*What is needed*
The expected output is exactly the lines below, starting at the line with "pub fn mu_per_mm(self, wavelength: f64)" and ending at the line with "fn log_log_interpolate(table: &[(f64, f64)], x: f64)", both included; no other line belongs in it.

BEGIN

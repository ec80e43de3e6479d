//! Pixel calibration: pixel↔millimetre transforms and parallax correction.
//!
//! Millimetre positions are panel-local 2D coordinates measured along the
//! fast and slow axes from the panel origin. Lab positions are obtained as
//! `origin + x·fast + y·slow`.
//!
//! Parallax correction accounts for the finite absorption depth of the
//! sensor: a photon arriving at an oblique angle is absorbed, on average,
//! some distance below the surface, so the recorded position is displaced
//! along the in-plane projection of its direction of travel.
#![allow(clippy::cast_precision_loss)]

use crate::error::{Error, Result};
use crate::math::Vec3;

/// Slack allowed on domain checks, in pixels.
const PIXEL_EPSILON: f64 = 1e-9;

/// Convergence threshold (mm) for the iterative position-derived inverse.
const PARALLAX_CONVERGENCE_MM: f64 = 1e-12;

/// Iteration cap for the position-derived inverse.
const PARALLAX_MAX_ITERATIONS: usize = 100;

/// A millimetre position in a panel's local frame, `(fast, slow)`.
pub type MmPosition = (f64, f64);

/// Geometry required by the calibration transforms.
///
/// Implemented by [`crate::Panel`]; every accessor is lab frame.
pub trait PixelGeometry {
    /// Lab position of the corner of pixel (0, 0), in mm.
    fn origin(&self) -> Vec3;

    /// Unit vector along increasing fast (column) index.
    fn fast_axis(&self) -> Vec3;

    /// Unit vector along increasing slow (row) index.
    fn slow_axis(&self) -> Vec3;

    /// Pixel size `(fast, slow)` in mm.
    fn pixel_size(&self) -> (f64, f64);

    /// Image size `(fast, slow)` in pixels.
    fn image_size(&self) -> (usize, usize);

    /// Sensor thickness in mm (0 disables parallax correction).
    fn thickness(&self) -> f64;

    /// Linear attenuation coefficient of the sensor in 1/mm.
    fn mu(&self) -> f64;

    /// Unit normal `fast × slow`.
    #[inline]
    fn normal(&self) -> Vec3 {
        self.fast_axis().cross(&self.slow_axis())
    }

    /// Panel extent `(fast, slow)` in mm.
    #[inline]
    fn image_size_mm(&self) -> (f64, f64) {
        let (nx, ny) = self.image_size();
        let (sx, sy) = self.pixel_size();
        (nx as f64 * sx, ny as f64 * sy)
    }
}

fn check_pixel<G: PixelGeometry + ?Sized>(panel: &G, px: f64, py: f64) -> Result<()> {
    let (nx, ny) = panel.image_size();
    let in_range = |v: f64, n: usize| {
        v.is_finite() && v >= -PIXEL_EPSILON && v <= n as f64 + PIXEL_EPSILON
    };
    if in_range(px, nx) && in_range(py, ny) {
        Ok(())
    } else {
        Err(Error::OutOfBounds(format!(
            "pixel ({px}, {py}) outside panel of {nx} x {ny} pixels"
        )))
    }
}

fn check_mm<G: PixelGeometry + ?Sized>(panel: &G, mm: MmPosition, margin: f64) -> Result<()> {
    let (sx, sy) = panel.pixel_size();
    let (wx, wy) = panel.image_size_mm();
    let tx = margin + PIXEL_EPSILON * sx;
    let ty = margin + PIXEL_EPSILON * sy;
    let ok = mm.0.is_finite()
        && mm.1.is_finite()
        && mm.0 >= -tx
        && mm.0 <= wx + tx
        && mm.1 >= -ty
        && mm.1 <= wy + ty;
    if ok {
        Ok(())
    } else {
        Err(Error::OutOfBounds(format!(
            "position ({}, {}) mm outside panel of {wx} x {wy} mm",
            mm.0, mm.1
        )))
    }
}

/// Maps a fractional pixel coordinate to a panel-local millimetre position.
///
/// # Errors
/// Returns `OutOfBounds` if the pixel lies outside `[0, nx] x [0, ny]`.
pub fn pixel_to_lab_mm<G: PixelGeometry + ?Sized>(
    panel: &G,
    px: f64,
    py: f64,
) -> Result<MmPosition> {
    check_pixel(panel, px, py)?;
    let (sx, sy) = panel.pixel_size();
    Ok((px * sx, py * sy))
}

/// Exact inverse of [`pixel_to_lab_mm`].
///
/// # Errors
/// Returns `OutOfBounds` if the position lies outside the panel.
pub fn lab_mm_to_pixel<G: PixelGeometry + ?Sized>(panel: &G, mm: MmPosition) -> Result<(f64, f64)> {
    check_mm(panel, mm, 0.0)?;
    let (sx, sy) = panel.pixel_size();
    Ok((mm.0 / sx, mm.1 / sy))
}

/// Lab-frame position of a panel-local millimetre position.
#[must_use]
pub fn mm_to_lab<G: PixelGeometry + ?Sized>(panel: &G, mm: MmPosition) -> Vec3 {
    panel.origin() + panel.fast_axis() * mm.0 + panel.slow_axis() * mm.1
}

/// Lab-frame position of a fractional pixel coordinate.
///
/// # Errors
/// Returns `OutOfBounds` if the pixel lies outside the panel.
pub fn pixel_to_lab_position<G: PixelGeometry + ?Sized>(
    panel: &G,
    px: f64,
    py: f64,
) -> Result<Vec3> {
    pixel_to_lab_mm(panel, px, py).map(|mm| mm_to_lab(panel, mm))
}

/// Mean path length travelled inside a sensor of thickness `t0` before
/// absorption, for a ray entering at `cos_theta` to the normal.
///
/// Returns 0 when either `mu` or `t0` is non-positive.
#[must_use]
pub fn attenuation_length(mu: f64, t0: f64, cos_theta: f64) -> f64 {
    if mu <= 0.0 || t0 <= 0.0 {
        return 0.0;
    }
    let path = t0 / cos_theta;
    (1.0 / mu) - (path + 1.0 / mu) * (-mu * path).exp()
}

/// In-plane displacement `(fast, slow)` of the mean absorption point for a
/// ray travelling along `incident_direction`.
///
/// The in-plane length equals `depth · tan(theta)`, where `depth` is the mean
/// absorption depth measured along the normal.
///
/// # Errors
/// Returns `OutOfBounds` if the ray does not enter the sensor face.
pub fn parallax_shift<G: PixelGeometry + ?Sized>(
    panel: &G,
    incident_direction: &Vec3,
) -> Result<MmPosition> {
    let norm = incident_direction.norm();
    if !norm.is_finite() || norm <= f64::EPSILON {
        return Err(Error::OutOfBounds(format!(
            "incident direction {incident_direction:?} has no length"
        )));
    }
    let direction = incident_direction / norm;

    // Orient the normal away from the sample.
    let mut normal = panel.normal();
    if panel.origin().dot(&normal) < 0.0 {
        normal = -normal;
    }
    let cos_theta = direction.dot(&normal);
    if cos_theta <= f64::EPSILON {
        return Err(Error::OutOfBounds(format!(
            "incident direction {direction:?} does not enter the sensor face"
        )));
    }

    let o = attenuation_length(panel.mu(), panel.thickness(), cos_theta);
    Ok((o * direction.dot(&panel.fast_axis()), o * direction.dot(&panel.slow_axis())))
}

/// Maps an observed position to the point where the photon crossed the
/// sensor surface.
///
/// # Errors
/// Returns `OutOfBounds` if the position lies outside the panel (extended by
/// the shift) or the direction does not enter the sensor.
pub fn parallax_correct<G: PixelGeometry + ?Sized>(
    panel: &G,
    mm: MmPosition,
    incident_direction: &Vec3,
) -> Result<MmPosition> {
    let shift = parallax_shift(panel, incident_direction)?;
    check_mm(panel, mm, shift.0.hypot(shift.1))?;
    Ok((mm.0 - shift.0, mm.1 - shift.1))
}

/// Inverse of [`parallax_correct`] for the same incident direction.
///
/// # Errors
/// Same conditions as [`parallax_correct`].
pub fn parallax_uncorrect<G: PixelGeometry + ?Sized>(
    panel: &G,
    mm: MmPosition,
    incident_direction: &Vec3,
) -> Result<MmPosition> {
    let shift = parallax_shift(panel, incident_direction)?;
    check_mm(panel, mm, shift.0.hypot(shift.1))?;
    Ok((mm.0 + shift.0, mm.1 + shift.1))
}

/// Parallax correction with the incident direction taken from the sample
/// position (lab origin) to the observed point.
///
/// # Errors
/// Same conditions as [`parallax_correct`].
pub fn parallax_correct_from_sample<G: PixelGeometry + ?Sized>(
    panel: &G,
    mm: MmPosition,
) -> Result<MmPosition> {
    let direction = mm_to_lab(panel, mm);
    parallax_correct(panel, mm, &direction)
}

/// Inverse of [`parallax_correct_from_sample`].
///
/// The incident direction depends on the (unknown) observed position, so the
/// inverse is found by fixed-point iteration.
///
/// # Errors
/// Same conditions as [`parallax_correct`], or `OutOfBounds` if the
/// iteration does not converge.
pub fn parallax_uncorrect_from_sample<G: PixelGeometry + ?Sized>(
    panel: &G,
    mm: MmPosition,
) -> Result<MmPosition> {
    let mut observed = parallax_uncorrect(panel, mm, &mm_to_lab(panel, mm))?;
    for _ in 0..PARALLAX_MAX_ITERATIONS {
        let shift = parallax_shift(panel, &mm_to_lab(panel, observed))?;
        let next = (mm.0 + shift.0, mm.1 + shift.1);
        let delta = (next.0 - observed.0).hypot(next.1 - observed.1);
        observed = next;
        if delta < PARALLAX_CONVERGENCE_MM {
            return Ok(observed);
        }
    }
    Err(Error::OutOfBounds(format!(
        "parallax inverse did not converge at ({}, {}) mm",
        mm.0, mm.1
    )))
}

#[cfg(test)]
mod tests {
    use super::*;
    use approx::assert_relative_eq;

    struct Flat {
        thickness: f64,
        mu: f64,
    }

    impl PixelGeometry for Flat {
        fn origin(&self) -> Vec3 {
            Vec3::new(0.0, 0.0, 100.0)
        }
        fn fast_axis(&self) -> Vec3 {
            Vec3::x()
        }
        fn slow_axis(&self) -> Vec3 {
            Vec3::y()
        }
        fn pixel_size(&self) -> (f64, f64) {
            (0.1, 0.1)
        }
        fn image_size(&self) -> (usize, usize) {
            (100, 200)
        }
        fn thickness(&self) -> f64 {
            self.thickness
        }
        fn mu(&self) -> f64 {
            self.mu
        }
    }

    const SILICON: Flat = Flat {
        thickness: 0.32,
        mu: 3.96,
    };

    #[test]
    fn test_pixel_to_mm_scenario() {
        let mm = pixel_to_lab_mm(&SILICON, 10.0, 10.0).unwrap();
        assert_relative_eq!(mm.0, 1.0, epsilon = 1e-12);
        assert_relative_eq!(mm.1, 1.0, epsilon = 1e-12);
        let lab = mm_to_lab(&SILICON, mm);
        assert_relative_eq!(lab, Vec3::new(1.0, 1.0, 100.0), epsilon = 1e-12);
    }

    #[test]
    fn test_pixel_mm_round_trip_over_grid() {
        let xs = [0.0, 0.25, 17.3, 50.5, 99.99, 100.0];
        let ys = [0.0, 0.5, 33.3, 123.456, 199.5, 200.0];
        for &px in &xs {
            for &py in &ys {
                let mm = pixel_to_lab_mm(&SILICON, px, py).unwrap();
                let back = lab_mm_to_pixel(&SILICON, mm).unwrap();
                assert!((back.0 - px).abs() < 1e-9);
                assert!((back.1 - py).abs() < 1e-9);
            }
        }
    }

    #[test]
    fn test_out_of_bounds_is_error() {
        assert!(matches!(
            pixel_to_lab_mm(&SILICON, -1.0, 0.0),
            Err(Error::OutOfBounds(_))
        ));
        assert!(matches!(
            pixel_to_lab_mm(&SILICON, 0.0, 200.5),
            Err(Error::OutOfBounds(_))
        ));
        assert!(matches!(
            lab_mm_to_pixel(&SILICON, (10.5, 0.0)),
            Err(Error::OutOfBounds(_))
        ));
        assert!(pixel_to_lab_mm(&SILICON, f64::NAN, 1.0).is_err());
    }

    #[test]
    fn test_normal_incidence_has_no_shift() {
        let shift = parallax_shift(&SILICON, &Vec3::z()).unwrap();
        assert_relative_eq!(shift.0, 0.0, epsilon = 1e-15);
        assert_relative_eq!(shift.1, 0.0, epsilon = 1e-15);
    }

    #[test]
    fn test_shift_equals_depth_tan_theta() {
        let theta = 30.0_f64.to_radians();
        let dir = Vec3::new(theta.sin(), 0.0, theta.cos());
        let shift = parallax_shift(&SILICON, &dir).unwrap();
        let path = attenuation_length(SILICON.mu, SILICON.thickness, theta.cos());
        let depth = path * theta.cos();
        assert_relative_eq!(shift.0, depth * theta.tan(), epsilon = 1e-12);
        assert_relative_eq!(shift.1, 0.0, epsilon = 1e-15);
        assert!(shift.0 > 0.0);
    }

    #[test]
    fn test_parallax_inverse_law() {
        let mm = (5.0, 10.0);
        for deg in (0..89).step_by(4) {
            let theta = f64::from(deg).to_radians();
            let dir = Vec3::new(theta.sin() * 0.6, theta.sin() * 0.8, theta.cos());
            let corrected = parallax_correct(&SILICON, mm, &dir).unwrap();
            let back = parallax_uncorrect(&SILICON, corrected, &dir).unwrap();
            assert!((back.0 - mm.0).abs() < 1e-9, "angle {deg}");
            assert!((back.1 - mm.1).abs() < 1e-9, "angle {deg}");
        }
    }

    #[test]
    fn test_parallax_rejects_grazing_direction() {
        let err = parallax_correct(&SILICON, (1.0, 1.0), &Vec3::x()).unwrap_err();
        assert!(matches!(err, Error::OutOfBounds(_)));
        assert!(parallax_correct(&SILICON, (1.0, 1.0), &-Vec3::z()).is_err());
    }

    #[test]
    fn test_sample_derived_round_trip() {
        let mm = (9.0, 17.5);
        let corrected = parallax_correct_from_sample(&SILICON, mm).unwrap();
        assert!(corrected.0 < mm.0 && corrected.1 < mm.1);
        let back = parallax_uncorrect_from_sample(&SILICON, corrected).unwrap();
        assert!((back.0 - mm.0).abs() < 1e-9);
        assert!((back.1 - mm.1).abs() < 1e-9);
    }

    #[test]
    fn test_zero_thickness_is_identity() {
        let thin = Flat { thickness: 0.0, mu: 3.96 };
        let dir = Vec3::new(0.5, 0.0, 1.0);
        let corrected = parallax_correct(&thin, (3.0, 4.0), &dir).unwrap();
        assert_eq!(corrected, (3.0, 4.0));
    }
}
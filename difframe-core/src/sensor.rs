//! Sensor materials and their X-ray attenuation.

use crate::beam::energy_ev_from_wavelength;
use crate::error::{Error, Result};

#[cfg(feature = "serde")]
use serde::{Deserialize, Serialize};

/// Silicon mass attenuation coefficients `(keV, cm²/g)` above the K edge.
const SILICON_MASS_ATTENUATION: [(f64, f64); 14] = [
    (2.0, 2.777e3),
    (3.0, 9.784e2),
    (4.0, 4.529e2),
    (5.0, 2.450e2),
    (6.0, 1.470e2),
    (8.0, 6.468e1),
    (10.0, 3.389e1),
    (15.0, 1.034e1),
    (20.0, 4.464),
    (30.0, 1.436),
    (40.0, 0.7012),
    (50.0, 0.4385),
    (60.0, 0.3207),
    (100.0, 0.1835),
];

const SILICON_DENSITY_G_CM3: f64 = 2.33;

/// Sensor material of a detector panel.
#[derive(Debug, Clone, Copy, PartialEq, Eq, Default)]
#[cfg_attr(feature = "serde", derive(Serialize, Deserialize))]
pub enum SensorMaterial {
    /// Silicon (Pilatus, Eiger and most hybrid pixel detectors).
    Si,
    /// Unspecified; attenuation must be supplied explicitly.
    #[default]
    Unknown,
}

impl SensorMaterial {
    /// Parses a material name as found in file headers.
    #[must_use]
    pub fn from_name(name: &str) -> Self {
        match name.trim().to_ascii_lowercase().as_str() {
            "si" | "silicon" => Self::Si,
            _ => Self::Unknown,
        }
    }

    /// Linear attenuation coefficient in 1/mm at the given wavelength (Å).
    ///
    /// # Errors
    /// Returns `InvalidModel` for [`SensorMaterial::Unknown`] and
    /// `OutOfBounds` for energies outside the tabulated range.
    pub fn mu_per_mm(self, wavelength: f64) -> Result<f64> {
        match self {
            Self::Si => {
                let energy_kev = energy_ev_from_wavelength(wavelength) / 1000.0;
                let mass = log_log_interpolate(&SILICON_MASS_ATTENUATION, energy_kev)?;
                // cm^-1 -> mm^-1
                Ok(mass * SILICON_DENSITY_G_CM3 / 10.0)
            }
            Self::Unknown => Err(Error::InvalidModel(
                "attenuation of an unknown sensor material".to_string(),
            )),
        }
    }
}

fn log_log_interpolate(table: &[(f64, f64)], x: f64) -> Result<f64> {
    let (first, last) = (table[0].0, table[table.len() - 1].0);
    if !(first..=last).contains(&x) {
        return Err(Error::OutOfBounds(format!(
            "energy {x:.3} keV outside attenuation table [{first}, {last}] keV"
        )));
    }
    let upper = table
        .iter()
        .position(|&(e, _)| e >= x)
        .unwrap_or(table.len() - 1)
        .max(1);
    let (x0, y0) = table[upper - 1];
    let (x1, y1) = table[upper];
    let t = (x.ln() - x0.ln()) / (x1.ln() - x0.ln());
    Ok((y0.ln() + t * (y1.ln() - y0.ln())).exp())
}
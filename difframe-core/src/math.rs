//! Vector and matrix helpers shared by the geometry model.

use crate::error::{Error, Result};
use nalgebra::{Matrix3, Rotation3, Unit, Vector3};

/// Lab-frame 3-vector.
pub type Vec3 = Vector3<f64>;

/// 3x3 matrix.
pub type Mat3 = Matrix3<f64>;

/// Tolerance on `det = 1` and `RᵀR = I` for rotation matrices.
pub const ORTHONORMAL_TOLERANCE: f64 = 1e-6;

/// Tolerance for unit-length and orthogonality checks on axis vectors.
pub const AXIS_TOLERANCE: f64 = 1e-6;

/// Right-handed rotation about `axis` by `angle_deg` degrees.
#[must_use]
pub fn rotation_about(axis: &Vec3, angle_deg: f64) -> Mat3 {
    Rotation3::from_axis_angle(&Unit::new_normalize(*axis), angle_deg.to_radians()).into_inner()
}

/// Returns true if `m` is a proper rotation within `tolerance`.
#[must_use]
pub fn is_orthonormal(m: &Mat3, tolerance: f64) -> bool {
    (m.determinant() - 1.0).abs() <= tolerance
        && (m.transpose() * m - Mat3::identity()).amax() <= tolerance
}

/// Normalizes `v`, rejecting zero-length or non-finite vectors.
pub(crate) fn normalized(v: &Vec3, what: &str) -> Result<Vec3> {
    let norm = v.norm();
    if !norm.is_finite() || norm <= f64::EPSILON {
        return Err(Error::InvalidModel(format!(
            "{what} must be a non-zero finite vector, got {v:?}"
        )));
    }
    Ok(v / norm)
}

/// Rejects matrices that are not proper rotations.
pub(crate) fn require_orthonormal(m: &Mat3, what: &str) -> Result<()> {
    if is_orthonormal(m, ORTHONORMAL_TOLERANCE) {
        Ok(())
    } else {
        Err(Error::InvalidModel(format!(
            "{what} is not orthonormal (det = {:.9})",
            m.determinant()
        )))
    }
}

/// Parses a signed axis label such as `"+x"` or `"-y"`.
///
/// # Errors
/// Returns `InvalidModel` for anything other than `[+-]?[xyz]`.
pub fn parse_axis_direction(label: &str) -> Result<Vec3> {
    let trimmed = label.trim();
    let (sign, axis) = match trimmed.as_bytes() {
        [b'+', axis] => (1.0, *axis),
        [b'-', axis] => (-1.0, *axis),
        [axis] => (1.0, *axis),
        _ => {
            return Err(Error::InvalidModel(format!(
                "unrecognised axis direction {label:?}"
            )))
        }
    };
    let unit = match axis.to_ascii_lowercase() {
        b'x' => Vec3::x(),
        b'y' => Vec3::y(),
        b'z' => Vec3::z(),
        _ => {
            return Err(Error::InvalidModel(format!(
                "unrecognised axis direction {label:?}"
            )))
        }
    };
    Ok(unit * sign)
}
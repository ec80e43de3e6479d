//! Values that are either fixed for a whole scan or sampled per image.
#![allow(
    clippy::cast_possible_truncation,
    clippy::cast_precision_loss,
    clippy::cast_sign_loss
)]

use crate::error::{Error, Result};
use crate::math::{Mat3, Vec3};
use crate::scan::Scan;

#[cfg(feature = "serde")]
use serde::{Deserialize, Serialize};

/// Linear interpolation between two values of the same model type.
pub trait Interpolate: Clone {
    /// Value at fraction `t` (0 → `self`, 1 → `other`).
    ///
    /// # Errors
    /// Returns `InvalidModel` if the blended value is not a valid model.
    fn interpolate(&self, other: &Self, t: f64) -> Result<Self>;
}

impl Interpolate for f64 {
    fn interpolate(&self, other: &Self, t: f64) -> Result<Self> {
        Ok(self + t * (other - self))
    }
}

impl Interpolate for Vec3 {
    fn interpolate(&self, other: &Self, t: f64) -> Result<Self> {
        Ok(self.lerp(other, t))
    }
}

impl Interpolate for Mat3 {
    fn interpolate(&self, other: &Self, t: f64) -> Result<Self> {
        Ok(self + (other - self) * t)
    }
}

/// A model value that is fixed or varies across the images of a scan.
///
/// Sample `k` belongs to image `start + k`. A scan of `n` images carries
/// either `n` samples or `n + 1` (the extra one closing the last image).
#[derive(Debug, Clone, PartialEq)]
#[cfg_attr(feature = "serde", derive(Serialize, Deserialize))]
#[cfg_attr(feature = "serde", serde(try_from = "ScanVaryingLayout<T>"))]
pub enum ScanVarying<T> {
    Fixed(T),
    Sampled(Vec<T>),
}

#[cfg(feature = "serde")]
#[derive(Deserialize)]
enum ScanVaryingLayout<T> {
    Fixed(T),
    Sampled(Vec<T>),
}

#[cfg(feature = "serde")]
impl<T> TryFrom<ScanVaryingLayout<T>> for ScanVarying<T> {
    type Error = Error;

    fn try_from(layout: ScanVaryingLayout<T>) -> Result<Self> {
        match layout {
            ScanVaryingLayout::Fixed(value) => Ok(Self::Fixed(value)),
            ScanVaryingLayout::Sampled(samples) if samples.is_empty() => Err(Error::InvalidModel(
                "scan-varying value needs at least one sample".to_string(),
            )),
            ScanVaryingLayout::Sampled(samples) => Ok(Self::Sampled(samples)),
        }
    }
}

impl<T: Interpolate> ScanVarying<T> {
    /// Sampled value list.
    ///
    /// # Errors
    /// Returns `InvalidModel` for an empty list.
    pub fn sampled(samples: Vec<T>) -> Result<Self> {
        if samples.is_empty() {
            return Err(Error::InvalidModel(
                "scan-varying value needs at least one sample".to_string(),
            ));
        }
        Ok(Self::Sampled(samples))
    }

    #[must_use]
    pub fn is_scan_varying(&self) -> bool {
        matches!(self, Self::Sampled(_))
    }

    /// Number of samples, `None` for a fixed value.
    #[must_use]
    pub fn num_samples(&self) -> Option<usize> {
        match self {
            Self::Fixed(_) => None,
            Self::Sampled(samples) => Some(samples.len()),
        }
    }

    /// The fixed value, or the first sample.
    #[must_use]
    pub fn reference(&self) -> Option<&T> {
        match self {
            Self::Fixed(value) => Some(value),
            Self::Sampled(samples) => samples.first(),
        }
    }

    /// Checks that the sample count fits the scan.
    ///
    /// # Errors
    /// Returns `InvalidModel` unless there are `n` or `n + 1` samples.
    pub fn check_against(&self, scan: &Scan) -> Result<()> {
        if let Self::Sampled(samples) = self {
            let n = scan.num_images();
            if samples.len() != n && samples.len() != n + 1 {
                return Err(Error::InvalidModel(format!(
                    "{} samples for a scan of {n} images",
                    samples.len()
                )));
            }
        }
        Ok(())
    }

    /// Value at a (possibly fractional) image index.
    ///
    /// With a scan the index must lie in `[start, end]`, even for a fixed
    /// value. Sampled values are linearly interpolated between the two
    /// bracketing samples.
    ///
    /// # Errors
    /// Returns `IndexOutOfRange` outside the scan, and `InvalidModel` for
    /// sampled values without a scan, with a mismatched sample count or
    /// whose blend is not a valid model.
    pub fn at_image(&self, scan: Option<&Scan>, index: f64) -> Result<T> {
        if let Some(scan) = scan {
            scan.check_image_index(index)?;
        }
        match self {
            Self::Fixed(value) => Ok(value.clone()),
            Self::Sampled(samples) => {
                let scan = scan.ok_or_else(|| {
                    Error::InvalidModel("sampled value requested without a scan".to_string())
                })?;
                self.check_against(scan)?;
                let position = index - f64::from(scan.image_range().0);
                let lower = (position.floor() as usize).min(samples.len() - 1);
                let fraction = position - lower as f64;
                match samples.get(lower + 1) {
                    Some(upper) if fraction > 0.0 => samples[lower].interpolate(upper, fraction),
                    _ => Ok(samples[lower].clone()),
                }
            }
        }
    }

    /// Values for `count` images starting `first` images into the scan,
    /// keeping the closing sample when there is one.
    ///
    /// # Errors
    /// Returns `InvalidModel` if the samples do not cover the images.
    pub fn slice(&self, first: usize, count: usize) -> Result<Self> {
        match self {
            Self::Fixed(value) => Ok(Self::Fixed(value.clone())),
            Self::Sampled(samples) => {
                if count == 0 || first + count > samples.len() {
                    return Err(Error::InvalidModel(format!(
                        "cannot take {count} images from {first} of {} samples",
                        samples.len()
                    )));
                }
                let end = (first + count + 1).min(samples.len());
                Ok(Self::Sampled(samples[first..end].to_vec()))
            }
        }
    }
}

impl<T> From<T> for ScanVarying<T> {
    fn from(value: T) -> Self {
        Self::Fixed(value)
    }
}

END

*Result*
    pub fn mu_per_mm(self, wavelength: f64) -> Result<f64> {
        match self {
            Self::Si => {
                let energy_kev = energy_ev_from_wavelength(wavelength) / 1000.0;
                let mass = log_log_interpolate(&SILICON_MASS_ATTENUATION, energy_kev)?;
                // cm^-1 -> mm^-1
                Ok(mass * SILICON_DENSITY_G_CM3 / 10.0)
            }
            Self::Unknown => Err(Error::InvalidModel(
                "attenuation of an unknown sensor material".to_string(),
            )),
        }
    }
}

fn log_log_interpolate(table: &[(f64, f64)], x: f64) -> Result<f64> {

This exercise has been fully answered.